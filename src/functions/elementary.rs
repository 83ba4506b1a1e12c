use crate::error::{ensure_finite, FormulaError, NonFiniteCause};
use formulary_macros::formula_fn;

/// Real exponentiation shared by the `^` operator and `pow`.
///
/// A zero base with a negative exponent is reported as a division by zero
/// rather than the overflow `powf` would suggest.
pub(crate) fn power(operation: &str, base: f64, exponent: f64) -> Result<f64, FormulaError> {
    if base == 0.0 && exponent < 0.0 {
        return Err(FormulaError::non_finite(
            operation,
            NonFiniteCause::DivisionByZero,
        ));
    }
    ensure_finite(operation, base.powf(exponent))
}

/// Natural logarithm.
#[formula_fn]
pub(crate) fn log(x: f64) -> Result<f64, FormulaError> {
    if x <= 0.0 {
        return Err(FormulaError::non_finite("log", NonFiniteCause::Domain));
    }
    Ok(x.ln())
}

#[formula_fn]
pub(crate) fn sqrt(x: f64) -> f64 {
    x.sqrt()
}

#[formula_fn]
pub(crate) fn abs(x: f64) -> f64 {
    x.abs()
}

#[formula_fn]
pub(crate) fn pow(base: f64, exponent: f64) -> Result<f64, FormulaError> {
    power("pow", base, exponent)
}
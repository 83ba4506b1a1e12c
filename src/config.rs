/// Deepest parenthesis nesting a formula may use. Function call parentheses count.
pub const DEFAULT_MAX_DEPTH: usize = 64;

/// Parsed formulas kept by a caching [`Evaluator`](crate::Evaluator).
pub const DEFAULT_CACHE_CAPACITY: usize = 128;

/// Tunables for an [`Evaluator`](crate::Evaluator).
#[derive(Debug, Clone, Copy, PartialEq, Eq)]
pub struct EngineConfig {
    pub max_depth: usize,
    /// Zero disables the parse cache.
    pub cache_capacity: usize,
}

impl EngineConfig {
    pub fn with_max_depth(mut self, max_depth: usize) -> Self {
        self.max_depth = max_depth;
        self
    }

    pub fn with_cache_capacity(mut self, cache_capacity: usize) -> Self {
        self.cache_capacity = cache_capacity;
        self
    }

    /// Same limits, no cache.
    pub fn uncached() -> Self {
        Self::default().with_cache_capacity(0)
    }
}

impl Default for EngineConfig {
    fn default() -> Self {
        Self {
            max_depth: DEFAULT_MAX_DEPTH,
            cache_capacity: DEFAULT_CACHE_CAPACITY,
        }
    }
}
use formulary_macros::formula_fn;

#[formula_fn]
pub(crate) fn sin(x: f64) -> f64 {
    x.sin()
}

#[formula_fn]
pub(crate) fn cos(x: f64) -> f64 {
    x.cos()
}

#[formula_fn]
pub(crate) fn tan(x: f64) -> f64 {
    x.tan()
}
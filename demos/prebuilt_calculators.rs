use formulary_rs::prebuilt::templates;
use formulary_rs::{Calculator, Evaluator};
use std::collections::HashMap;

fn main() {
    pretty_env_logger::init();

    let evaluator = Evaluator::default();

    for (id, template) in templates().into_iter().enumerate() {
        let calculator = Calculator::from_template(template, format!("prebuilt-{}", id), 0);
        let issues = calculator.check();
        println!(
            "{} [{}] {}",
            calculator.name,
            calculator.input_names().join(", "),
            if issues.is_empty() { "ok" } else { "invalid" }
        );
    }

    let loan = templates()
        .into_iter()
        .next()
        .map(|template| Calculator::from_template(template, "loan", 0))
        .expect("No prebuilt calculators");
    let values: HashMap<String, String> = [("principal", "200000"), ("rate", "6"), ("term", "30")]
        .iter()
        .map(|(id, value)| (id.to_string(), value.to_string()))
        .collect();

    match loan.calculate(&evaluator, &values) {
        Ok(payment) => println!("Monthly payment: {:.2}", payment),
        Err(err) => println!("Calculation error: {}", err),
    }
}
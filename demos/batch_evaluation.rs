use formulary_rs::{Bindings, EngineConfig, Evaluator};

fn main() {
    pretty_env_logger::init();

    let evaluator = Evaluator::new(EngineConfig::default().with_cache_capacity(16));

    let contexts: Vec<Bindings> = (1..=5)
        .map(|gallons| {
            Bindings::from([
                ("Miles".to_string(), 300.0),
                ("Gallons".to_string(), (gallons as f64 - 1.0) * 4.0),
            ])
        })
        .collect();

    let results = evaluator
        .evaluate_batch("Miles / Gallons", &contexts)
        .expect("Failed to parse");

    for (i, result) in results.iter().enumerate() {
        match result {
            Ok(mpg) => println!("Result {}: {:.2} mpg", i, mpg),
            Err(err) => println!("Result {}: {}", i, err),
        }
    }
}
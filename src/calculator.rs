//! User-defined calculators: named inputs plus one formula over them.
//!
//! Storage is the caller's concern. This module checks a definition before it
//! is saved and turns raw input text into bindings when it is used.

use crate::ast::{variable_names, Bindings, Evaluator, Parser, SpannedToken, Token};
use crate::error::FormulaError;
use crate::functions::{self, constants};
use log::debug;
use std::collections::HashMap;
use thiserror::Error;

#[derive(Debug, Clone, PartialEq)]
pub struct InputField {
    pub id: String,
    /// The variable name the formula refers to.
    pub name: String,
    pub placeholder: String,
    pub default_value: Option<String>,
}

impl InputField {
    pub fn new(
        id: impl Into<String>,
        name: impl Into<String>,
        placeholder: impl Into<String>,
    ) -> Self {
        Self {
            id: id.into(),
            name: name.into(),
            placeholder: placeholder.into(),
            default_value: None,
        }
    }

    pub fn with_default(mut self, value: impl Into<String>) -> Self {
        self.default_value = Some(value.into());
        self
    }
}

/// A calculator definition before it has an id or timestamps.
#[derive(Debug, Clone, PartialEq)]
pub struct CalculatorTemplate {
    pub name: String,
    pub description: Option<String>,
    pub inputs: Vec<InputField>,
    pub formula: String,
}

#[derive(Debug, Clone, PartialEq)]
pub struct Calculator {
    pub id: String,
    pub name: String,
    pub description: Option<String>,
    pub inputs: Vec<InputField>,
    pub formula: String,
    /// Milliseconds since the Unix epoch.
    pub created_at: u64,
    pub updated_at: u64,
}

/// A reason a calculator definition cannot be saved.
#[derive(Debug, Clone, PartialEq, Error)]
pub enum DefinitionIssue {
    #[error("calculator name is required")]
    MissingName,

    #[error("at least one input field is required")]
    NoInputs,

    #[error("input {index} needs a name")]
    MissingInputName { index: usize },

    #[error("input name '{name}' must start with a letter and contain only letters, digits and '_'")]
    InvalidInputName { index: usize, name: String },

    #[error("input name '{name}' is reserved")]
    ReservedInputName { index: usize, name: String },

    #[error("input name '{name}' is used more than once")]
    DuplicateInputName { index: usize, name: String },

    #[error("formula is required")]
    MissingFormula,

    #[error("unknown variables: {}", .0.join(", "))]
    UnknownVariables(Vec<String>),

    #[error("invalid formula: {0}")]
    InvalidFormula(FormulaError),
}

#[derive(Debug, Clone, PartialEq, Error)]
pub enum CalculatorError {
    #[error("missing values for: {}", .0.join(", "))]
    MissingValues(Vec<String>),

    #[error("invalid number for {input}: {value:?}")]
    InvalidNumber { input: String, value: String },

    #[error(transparent)]
    Formula(#[from] FormulaError),
}

impl Calculator {
    pub fn from_template(template: CalculatorTemplate, id: impl Into<String>, timestamp: u64) -> Self {
        Self {
            id: id.into(),
            name: template.name,
            description: template.description,
            inputs: template.inputs,
            formula: template.formula,
            created_at: timestamp,
            updated_at: timestamp,
        }
    }

    /// Replaces the definition, keeping the id and creation time.
    pub fn update(&mut self, template: CalculatorTemplate, timestamp: u64) {
        self.name = template.name;
        self.description = template.description;
        self.inputs = template.inputs;
        self.formula = template.formula;
        self.updated_at = timestamp;
    }

    pub fn input_names(&self) -> Vec<&str> {
        self.inputs.iter().map(|input| input.name.as_str()).collect()
    }

    /// Every problem that should block saving this definition. Empty means
    /// the calculator is usable.
    ///
    /// Formula checks only run once the inputs themselves are sound.
    pub fn check(&self) -> Vec<DefinitionIssue> {
        let mut issues = Vec::new();

        if self.name.trim().is_empty() {
            issues.push(DefinitionIssue::MissingName);
        }
        if self.inputs.is_empty() {
            issues.push(DefinitionIssue::NoInputs);
        }

        let mut seen: Vec<&str> = Vec::new();
        for (index, input) in self.inputs.iter().enumerate() {
            let name = input.name.as_str();
            let issue = if name.trim().is_empty() {
                Some(DefinitionIssue::MissingInputName { index })
            } else if !is_identifier(name) {
                Some(DefinitionIssue::InvalidInputName {
                    index,
                    name: name.to_string(),
                })
            } else if functions::is_function(name) || constants::is_constant(name) {
                Some(DefinitionIssue::ReservedInputName {
                    index,
                    name: name.to_string(),
                })
            } else if seen.contains(&name) {
                Some(DefinitionIssue::DuplicateInputName {
                    index,
                    name: name.to_string(),
                })
            } else {
                seen.push(name);
                None
            };
            issues.extend(issue);
        }

        if self.formula.trim().is_empty() {
            issues.push(DefinitionIssue::MissingFormula);
        } else if issues.is_empty() {
            if let Err(issue) = self.check_formula() {
                issues.push(issue);
            }
        }

        if !issues.is_empty() {
            debug!("Calculator {:?} has {} issue(s)", self.name, issues.len());
        }
        issues
    }

    fn check_formula(&self) -> Result<(), DefinitionIssue> {
        let tokens = Parser::tokenize(&self.formula).map_err(DefinitionIssue::InvalidFormula)?;
        let names = self.input_names();
        let unknown: Vec<String> = variable_names(&tokens)
            .into_iter()
            .filter(|variable| !names.contains(&variable.as_str()))
            .collect();
        if !unknown.is_empty() {
            return Err(DefinitionIssue::UnknownVariables(unknown));
        }

        let placeholders: Bindings = names.iter().map(|name| (name.to_string(), 1.0)).collect();
        Evaluator::uncached()
            .evaluate_expression(&self.formula, &placeholders)
            .map(|_| ())
            .map_err(DefinitionIssue::InvalidFormula)
    }

    /// Turns raw input text, keyed by input id, into bindings keyed by input
    /// name.
    ///
    /// A blank or absent value falls back to the input's default. Every input
    /// still without a value is reported together.
    pub fn bindings(&self, values: &HashMap<String, String>) -> Result<Bindings, CalculatorError> {
        let raw: Vec<(&InputField, Option<&str>)> = self
            .inputs
            .iter()
            .map(|input| (input, raw_value(input, values)))
            .collect();

        let missing: Vec<String> = raw
            .iter()
            .filter(|(_, value)| value.is_none())
            .map(|(input, _)| input.name.clone())
            .collect();
        if !missing.is_empty() {
            return Err(CalculatorError::MissingValues(missing));
        }

        let mut bindings = Bindings::with_capacity(raw.len());
        for (input, value) in raw {
            let value = value.unwrap_or_default();
            let number = value
                .parse::<f64>()
                .ok()
                .filter(|number| number.is_finite())
                .ok_or_else(|| CalculatorError::InvalidNumber {
                    input: input.name.clone(),
                    value: value.to_string(),
                })?;
            bindings.insert(input.name.clone(), number);
        }
        Ok(bindings)
    }

    /// Evaluates the formula against raw input text keyed by input id.
    pub fn calculate(
        &self,
        evaluator: &Evaluator,
        values: &HashMap<String, String>,
    ) -> Result<f64, CalculatorError> {
        let bindings = self.bindings(values)?;
        debug!("Calculating {:?} with {} inputs", self.name, bindings.len());
        Ok(evaluator.evaluate_expression(&self.formula, &bindings)?)
    }
}

fn raw_value<'a>(input: &'a InputField, values: &'a HashMap<String, String>) -> Option<&'a str> {
    let non_blank = |value: &'a String| Some(value.trim()).filter(|value| !value.is_empty());
    values
        .get(&input.id)
        .and_then(non_blank)
        .or_else(|| input.default_value.as_ref().and_then(non_blank))
}

/// Whether `name` lexes as exactly one identifier.
fn is_identifier(name: &str) -> bool {
    matches!(
        Parser::tokenize(name).as_deref(),
        Ok([SpannedToken { token: Token::Identifier(identifier), .. }]) if identifier == name
    )
}
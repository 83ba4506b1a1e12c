pub mod constants;
mod elementary;
mod extrema;
mod trig;

use crate::error::{ensure_finite, FormulaError};
use std::fmt;

pub(crate) use elementary::power;

/// A fixed-arity math function callable from a formula.
#[derive(Clone, Copy)]
pub struct Builtin {
    pub name: &'static str,
    pub arity: usize,
    pub apply: fn(&[f64]) -> Result<f64, FormulaError>,
}

impl Builtin {
    /// Applies the function and rejects a non-finite result.
    pub fn call(&self, args: &[f64]) -> Result<f64, FormulaError> {
        let value = (self.apply)(args)?;
        ensure_finite(self.name, value)
    }
}

impl fmt::Debug for Builtin {
    fn fmt(&self, f: &mut fmt::Formatter<'_>) -> fmt::Result {
        f.debug_struct("Builtin")
            .field("name", &self.name)
            .field("arity", &self.arity)
            .finish()
    }
}

/// Every function a formula may call. Read-only for the life of the process.
pub static FUNCTIONS: [Builtin; 9] = [
    trig::SIN,
    trig::COS,
    trig::TAN,
    elementary::LOG,
    elementary::SQRT,
    elementary::ABS,
    elementary::POW,
    extrema::MAX,
    extrema::MIN,
];

pub fn lookup(name: &str) -> Option<&'static Builtin> {
    FUNCTIONS.iter().find(|function| function.name == name)
}

pub fn is_function(name: &str) -> bool {
    lookup(name).is_some()
}
//! Ready-made calculator templates offered to new users.
//!
//! Date calculators work on plain day counts (days since 2000-01-01); there is
//! no date type in a formula.

use crate::calculator::{CalculatorTemplate, InputField};

fn template(name: &str, description: &str, inputs: Vec<InputField>, formula: &str) -> CalculatorTemplate {
    CalculatorTemplate {
        name: name.to_string(),
        description: Some(description.to_string()),
        inputs,
        formula: formula.to_string(),
    }
}

pub fn templates() -> Vec<CalculatorTemplate> {
    vec![
        template(
            "Loan Installment Calculator",
            "Calculate monthly payment for a loan based on principal, interest rate, and term.",
            vec![
                InputField::new("principal", "Principal", "Loan amount"),
                InputField::new("rate", "Rate", "Annual interest rate (%)"),
                InputField::new("term", "Term", "Loan term in years"),
            ],
            "(Principal * (Rate / 100 / 12) * pow((1 + Rate / 100 / 12), Term * 12)) / (pow((1 + Rate / 100 / 12), Term * 12) - 1)",
        ),
        template(
            "BMI Calculator",
            "Calculate Body Mass Index based on weight and height.",
            vec![
                InputField::new("weight", "Weight", "Weight in kg"),
                InputField::new("height", "Height", "Height in meters"),
            ],
            "Weight / (Height * Height)",
        ),
        template(
            "Z-score Calculator",
            "Calculate the standard score (z-score) of a data point.",
            vec![
                InputField::new("x", "X", "Data point value"),
                InputField::new("mean", "Mean", "Population mean"),
                InputField::new("stdDev", "StdDev", "Population standard deviation"),
            ],
            "(X - Mean) / StdDev",
        ),
        template(
            "Gas Mileage Calculator",
            "Calculate miles per gallon (MPG) for a vehicle.",
            vec![
                InputField::new("miles", "Miles", "Distance traveled in miles"),
                InputField::new("gallons", "Gallons", "Gallons of fuel used"),
            ],
            "Miles / Gallons",
        ),
        template(
            "BTU Calculator",
            "Calculate BTUs needed to heat a room based on size and insulation.",
            vec![
                InputField::new("sqft", "SqFt", "Room size in square feet"),
                InputField::new("height", "Height", "Ceiling height in feet"),
                InputField::new("factor", "Factor", "Insulation factor (20-30)"),
            ],
            "SqFt * Height * Factor",
        ),
        template(
            "Days Between Dates Calculator",
            "Calculate the number of days between two dates (enter days since Jan 1, 2000).",
            vec![
                InputField::new("date1", "Date1", "First date (days since Jan 1, 2000)"),
                InputField::new("date2", "Date2", "Second date (days since Jan 1, 2000)"),
            ],
            "abs(Date2 - Date1)",
        ),
        template(
            "Date Addition Calculator",
            "Add days to a date (enter base date as days since Jan 1, 2000).",
            vec![
                InputField::new("baseDate", "BaseDate", "Base date (days since Jan 1, 2000)"),
                InputField::new("daysToAdd", "DaysToAdd", "Days to add"),
            ],
            "BaseDate + DaysToAdd",
        ),
        template(
            "Circle Area Calculator",
            "Calculate the area of a circle based on radius.",
            vec![InputField::new("radius", "Radius", "Radius of the circle")],
            "3.14159 * Radius * Radius",
        ),
        template(
            "Cube Volume Calculator",
            "Calculate the volume of a cube based on side length.",
            vec![InputField::new("side", "Side", "Length of cube side")],
            "Side * Side * Side",
        ),
        template(
            "Cylinder Volume Calculator",
            "Calculate the volume of a cylinder based on radius and height.",
            vec![
                InputField::new("radius", "Radius", "Radius of the cylinder"),
                InputField::new("height", "Height", "Height of the cylinder"),
            ],
            "3.14159 * Radius * Radius * Height",
        ),
    ]
}
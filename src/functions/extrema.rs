use formulary_macros::formula_fn;

#[formula_fn]
pub(crate) fn max(a: f64, b: f64) -> f64 {
    a.max(b)
}

#[formula_fn]
pub(crate) fn min(a: f64, b: f64) -> f64 {
    a.min(b)
}
use std::collections::VecDeque;
use std::sync::{Arc, Mutex};

use async_trait::async_trait;
use chrono::{DateTime, Duration, TimeZone, Utc};
use hearth_core::{
    CalDavPrincipalResolver, CalendarAccountRepository, CalendarEventRepository,
    CalendarProviderAdapter, GoogleOAuthPort, GoogleProfile, GoogleTokens, ProviderFetch,
    SecretCipher,
};
use hearth_domain::{
    CalendarAccount, CalendarAccountUpsert, CalendarEvent, CalendarProvider, CredentialUpdate,
    EventSource, HearthError, Holiday, NormalizedEvent, Result as DomainResult,
};

/// In-memory `CalendarAccountRepository` with the `(provider, external_id)`
/// uniqueness rule.
#[derive(Default, Clone)]
pub struct MockAccountRepository {
    accounts: Arc<Mutex<Vec<CalendarAccount>>>,
}

impl MockAccountRepository {
    pub fn new() -> Self {
        Self::default()
    }

    pub fn with_account(self, account: CalendarAccount) -> Self {
        self.accounts.lock().unwrap().push(account);
        self
    }

    pub fn all(&self) -> Vec<CalendarAccount> {
        self.accounts.lock().unwrap().clone()
    }

    pub fn get(&self, account_id: &str) -> Option<CalendarAccount> {
        self.accounts.lock().unwrap().iter().find(|a| a.id == account_id).cloned()
    }

    pub fn mark_synced(&self, account_id: &str, at: DateTime<Utc>) {
        if let Some(account) =
            self.accounts.lock().unwrap().iter_mut().find(|a| a.id == account_id)
        {
            account.last_synced_at = Some(at);
        }
    }
}

#[async_trait]
impl CalendarAccountRepository for MockAccountRepository {
    async fn find_by_id(&self, account_id: &str) -> DomainResult<Option<CalendarAccount>> {
        Ok(self.get(account_id))
    }

    async fn list_for_user(&self, user_id: &str) -> DomainResult<Vec<CalendarAccount>> {
        Ok(self.accounts.lock().unwrap().iter().filter(|a| a.user_id == user_id).cloned().collect())
    }

    async fn list_owner_ids(&self) -> DomainResult<Vec<String>> {
        let mut ids: Vec<String> =
            self.accounts.lock().unwrap().iter().map(|a| a.user_id.clone()).collect();
        ids.sort();
        ids.dedup();
        Ok(ids)
    }

    async fn upsert(&self, data: CalendarAccountUpsert) -> DomainResult<CalendarAccount> {
        let mut accounts = self.accounts.lock().unwrap();
        let provider = data.provider.to_string();
        let now = Utc::now();

        if let Some(existing) = accounts
            .iter_mut()
            .find(|a| a.provider == provider && a.external_id == data.external_id)
        {
            existing.user_id = data.user_id;
            existing.email = data.email;
            existing.label = data.label;
            existing.access_token_enc = data.access_token_enc;
            if data.refresh_token_enc.is_some() {
                existing.refresh_token_enc = data.refresh_token_enc;
            }
            existing.expires_at = data.expires_at;
            existing.last_synced_at = None;
            existing.updated_at = now;
            return Ok(existing.clone());
        }

        let account = CalendarAccount {
            id: format!("acc-{}", accounts.len() + 1),
            user_id: data.user_id,
            provider,
            external_id: data.external_id,
            email: data.email,
            label: data.label,
            access_token_enc: data.access_token_enc,
            refresh_token_enc: data.refresh_token_enc,
            expires_at: data.expires_at,
            last_synced_at: None,
            created_at: now,
            updated_at: now,
        };
        accounts.push(account.clone());
        Ok(account)
    }

    async fn update_credentials(
        &self,
        account_id: &str,
        update: CredentialUpdate,
    ) -> DomainResult<()> {
        let mut accounts = self.accounts.lock().unwrap();
        let account = accounts
            .iter_mut()
            .find(|a| a.id == account_id)
            .ok_or_else(|| HearthError::NotFound(account_id.to_string()))?;
        account.access_token_enc = update.access_token_enc;
        if update.refresh_token_enc.is_some() {
            account.refresh_token_enc = update.refresh_token_enc;
        }
        if update.expires_at.is_some() {
            account.expires_at = update.expires_at;
        }
        Ok(())
    }
}

/// In-memory `CalendarEventRepository`.
///
/// Stamps `last_synced_at` through the linked account mock.
#[derive(Clone)]
pub struct MockEventRepository {
    events: Arc<Mutex<Vec<CalendarEvent>>>,
    accounts: MockAccountRepository,
}

impl MockEventRepository {
    pub fn new(accounts: MockAccountRepository) -> Self {
        Self { events: Arc::new(Mutex::new(Vec::new())), accounts }
    }

    pub fn with_event(self, event: CalendarEvent) -> Self {
        self.events.lock().unwrap().push(event);
        self
    }

    pub fn all(&self) -> Vec<CalendarEvent> {
        self.events.lock().unwrap().clone()
    }
}

#[async_trait]
impl CalendarEventRepository for MockEventRepository {
    async fn replace_account_events(
        &self,
        account_id: &str,
        user_id: &str,
        source: EventSource,
        events: Vec<NormalizedEvent>,
        synced_at: DateTime<Utc>,
    ) -> DomainResult<usize> {
        let mut stored = self.events.lock().unwrap();
        stored.retain(|e| e.account_id.as_deref() != Some(account_id) || e.is_meal);

        let count = events.len();
        for (index, event) in events.into_iter().enumerate() {
            stored.push(CalendarEvent {
                id: format!("{account_id}-evt-{index}"),
                account_id: Some(account_id.to_string()),
                user_id: user_id.to_string(),
                external_id: Some(event.external_id),
                holiday_id: None,
                summary: event.summary,
                description: event.description,
                location: event.location,
                starts_at: event.starts_at,
                ends_at: event.ends_at,
                source: source.to_string(),
                is_holiday: false,
                is_meal: false,
                metadata: event.metadata,
            });
        }
        drop(stored);

        self.accounts.mark_synced(account_id, synced_at);
        Ok(count)
    }

    async fn replace_holiday_events(
        &self,
        user_id: &str,
        from: DateTime<Utc>,
        to: DateTime<Utc>,
        holidays: Vec<Holiday>,
    ) -> DomainResult<usize> {
        let mut stored = self.events.lock().unwrap();
        stored.retain(|e| {
            !(e.user_id == user_id && e.is_holiday && e.starts_at >= from && e.starts_at < to)
        });

        let count = holidays.len();
        for holiday in holidays {
            stored.push(CalendarEvent {
                id: format!("{user_id}-{}", holiday.id),
                account_id: None,
                user_id: user_id.to_string(),
                external_id: None,
                holiday_id: Some(holiday.id),
                summary: Some(holiday.name),
                description: Some("Holiday from Calendarific".to_string()),
                location: None,
                starts_at: holiday.date,
                ends_at: holiday.date + Duration::days(1),
                source: EventSource::Calendarific.to_string(),
                is_holiday: true,
                is_meal: false,
                metadata: None,
            });
        }
        Ok(count)
    }

    async fn list_for_account(&self, account_id: &str) -> DomainResult<Vec<CalendarEvent>> {
        Ok(self
            .events
            .lock()
            .unwrap()
            .iter()
            .filter(|e| e.account_id.as_deref() == Some(account_id))
            .cloned()
            .collect())
    }

    async fn list_for_user(&self, user_id: &str) -> DomainResult<Vec<CalendarEvent>> {
        Ok(self.events.lock().unwrap().iter().filter(|e| e.user_id == user_id).cloned().collect())
    }
}

/// Adapter replaying scripted fetch results, one per call.
pub struct ScriptedAdapter {
    provider: CalendarProvider,
    responses: Mutex<VecDeque<ProviderFetch>>,
    calls: Mutex<usize>,
}

impl ScriptedAdapter {
    pub fn new(provider: CalendarProvider) -> Self {
        Self { provider, responses: Mutex::new(VecDeque::new()), calls: Mutex::new(0) }
    }

    pub fn then(self, fetch: ProviderFetch) -> Self {
        self.responses.lock().unwrap().push_back(fetch);
        self
    }

    pub fn calls(&self) -> usize {
        *self.calls.lock().unwrap()
    }
}

#[async_trait]
impl CalendarProviderAdapter for ScriptedAdapter {
    fn provider(&self) -> CalendarProvider {
        self.provider
    }

    async fn fetch_events(&self, _account: &CalendarAccount) -> ProviderFetch {
        *self.calls.lock().unwrap() += 1;
        self.responses
            .lock()
            .unwrap()
            .pop_front()
            .unwrap_or_else(|| ProviderFetch::ok(Vec::new()))
    }
}

/// Reversible stand-in for the AES codec.
pub struct PrefixCipher;

impl SecretCipher for PrefixCipher {
    fn encrypt(&self, plaintext: &str) -> DomainResult<String> {
        Ok(format!("enc:{plaintext}"))
    }

    fn decrypt(&self, token: &str) -> DomainResult<String> {
        token
            .strip_prefix("enc:")
            .map(str::to_string)
            .ok_or_else(|| HearthError::InvalidPayload(token.to_string()))
    }
}

pub struct MockGoogleOAuth {
    pub tokens: GoogleTokens,
    pub profile: GoogleProfile,
}

impl MockGoogleOAuth {
    pub fn new(external_id: &str, refresh_token: Option<&str>) -> Self {
        Self {
            tokens: GoogleTokens {
                access_token: Some("ya29.access".to_string()),
                refresh_token: refresh_token.map(str::to_string),
                expires_at: Some(Utc::now() + Duration::hours(1)),
            },
            profile: GoogleProfile {
                id: Some(external_id.to_string()),
                email: Some("cook@example.com".to_string()),
                name: None,
            },
        }
    }
}

#[async_trait]
impl GoogleOAuthPort for MockGoogleOAuth {
    async fn exchange_code(&self, _code: &str, _redirect_uri: &str) -> DomainResult<GoogleTokens> {
        Ok(self.tokens.clone())
    }

    async fn fetch_profile(&self, _access_token: &str) -> DomainResult<GoogleProfile> {
        Ok(self.profile.clone())
    }
}

pub struct FixedPrincipalResolver(pub Option<String>);

#[async_trait]
impl CalDavPrincipalResolver for FixedPrincipalResolver {
    async fn resolve_principal(
        &self,
        _username: &str,
        _password: &str,
    ) -> DomainResult<Option<String>> {
        Ok(self.0.clone())
    }
}

pub fn account(id: &str, user_id: &str, provider: &str) -> CalendarAccount {
    CalendarAccount {
        id: id.to_string(),
        user_id: user_id.to_string(),
        provider: provider.to_string(),
        external_id: format!("ext-{id}"),
        email: None,
        label: None,
        access_token_enc: "enc:access".to_string(),
        refresh_token_enc: Some("enc:refresh".to_string()),
        expires_at: None,
        last_synced_at: None,
        created_at: Utc::now(),
        updated_at: Utc::now(),
    }
}

pub fn event(external_id: &str, day: u32) -> NormalizedEvent {
    let starts_at = Utc.with_ymd_and_hms(2024, 6, day, 9, 0, 0).unwrap();
    NormalizedEvent {
        external_id: external_id.to_string(),
        summary: Some(format!("Event {external_id}")),
        description: None,
        location: None,
        starts_at,
        ends_at: starts_at + Duration::hours(1),
        metadata: None,
    }
}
#####
Exercise goal. Copy out every line of the entries where the string "memory" shows up.

Output for this exercise.
/// In-memory `CalendarAccountRepository` with the `(provider, external_id)`
/// In-memory `CalendarEventRepository`.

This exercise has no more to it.